Assigned task: Work out how many lines below contain "next", then write only that number.

Stored data entries
■ ■ ■ ■ ■ ■ ■

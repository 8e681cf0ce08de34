//! Line/literal framer (C1).
//!
//! Splits a TCP byte stream into complete command lines, and — on explicit
//! request from an engine — into byte-counted literals. Exactly one frame is
//! produced per [`Framer::read_line`]/[`Framer::read_literal`] call so the
//! caller can switch modes before the next read, matching how both the SMTP
//! and IMAP engines need to interleave line-oriented commands with
//! byte-counted payloads (SMTP DATA is handled entirely in line mode with
//! dot-stuffing; IMAP literals use byte counts).

use bytes::BytesMut;
use tokio::io::{AsyncRead, AsyncReadExt, AsyncWrite, AsyncWriteExt, BufReader};

use crate::{Error, Result};

const DEFAULT_READ_CAPACITY: usize = 8192;

/// Buffered line/literal reader and writer over an async duplex stream.
pub struct Framer<S> {
    reader: BufReader<S>,
    max_line_len: usize,
}

impl<S> Framer<S>
where
    S: AsyncRead + AsyncWrite + Unpin,
{
    /// Creates a new framer with the given maximum line length (in bytes,
    /// before CRLF stripping).
    pub fn new(stream: S, max_line_len: usize) -> Self {
        Self {
            reader: BufReader::with_capacity(DEFAULT_READ_CAPACITY, stream),
            max_line_len,
        }
    }

    /// Reads one complete line, terminated by `\n` with an optional
    /// preceding `\r`. Both terminators are stripped. Fails the connection
    /// with [`Error::LineTooLong`] if the accumulated line (including any
    /// terminator already seen) exceeds the configured maximum.
    pub async fn read_line(&mut self) -> Result<String> {
        let mut buf = BytesMut::with_capacity(256);
        let mut byte = [0u8; 1];
        loop {
            let n = self.reader.read(&mut byte).await?;
            if n == 0 {
                return Err(Error::Io(std::io::Error::new(
                    std::io::ErrorKind::UnexpectedEof,
                    "connection closed while reading a line",
                )));
            }
            if byte[0] == b'\n' {
                if buf.last() == Some(&b'\r') {
                    buf.truncate(buf.len() - 1);
                }
                let line = String::from_utf8_lossy(&buf).into_owned();
                return Ok(line);
            }
            buf.extend_from_slice(&byte);
            if buf.len() > self.max_line_len {
                return Err(Error::LineTooLong(self.max_line_len));
            }
        }
    }

    /// Reads exactly `n` bytes as a literal payload, then consumes at most
    /// one trailing `\r` and one trailing `\n` before returning to line
    /// mode. Cancelling the returned future (dropping it) releases any
    /// partially filled buffer with no lingering state in `self`.
    pub async fn read_literal(&mut self, n: usize) -> Result<Vec<u8>> {
        let mut data = vec![0u8; n];
        self.reader
            .read_exact(&mut data)
            .await
            .map_err(|e| Error::Literal(e.to_string()))?;

        let mut trailer = [0u8; 1];
        if self.peek_byte(&mut trailer).await? == Some(b'\r') {
            self.reader.read_exact(&mut trailer).await?;
            if self.peek_byte(&mut trailer).await? == Some(b'\n') {
                self.reader.read_exact(&mut trailer).await?;
            }
        } else if self.peek_byte(&mut trailer).await? == Some(b'\n') {
            self.reader.read_exact(&mut trailer).await?;
        }

        Ok(data)
    }

    /// Writes raw bytes and flushes.
    pub async fn write_all(&mut self, data: &[u8]) -> Result<()> {
        self.reader.get_mut().write_all(data).await?;
        self.reader.get_mut().flush().await?;
        Ok(())
    }

    /// Peeks at the next byte without consuming it, reading more from the
    /// socket if the internal buffer is empty. Returns `None` at EOF.
    async fn peek_byte(&mut self, scratch: &mut [u8; 1]) -> Result<Option<u8>> {
        use tokio::io::AsyncBufReadExt;
        let buf = self.reader.fill_buf().await?;
        if buf.is_empty() {
            return Ok(None);
        }
        scratch[0] = buf[0];
        Ok(Some(buf[0]))
    }

    /// Replaces the underlying stream, preserving buffered state that
    /// precedes it (used when upgrading to TLS mid-connection via
    /// STARTTLS — any bytes already read from the plaintext socket but not
    /// yet consumed are discarded, since STARTTLS requires the next byte on
    /// the wire to be the TLS handshake).
    pub fn into_inner(self) -> S {
        self.reader.into_inner()
    }
}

■ ■ ■ ■ ■ ■ ■

Reply: 3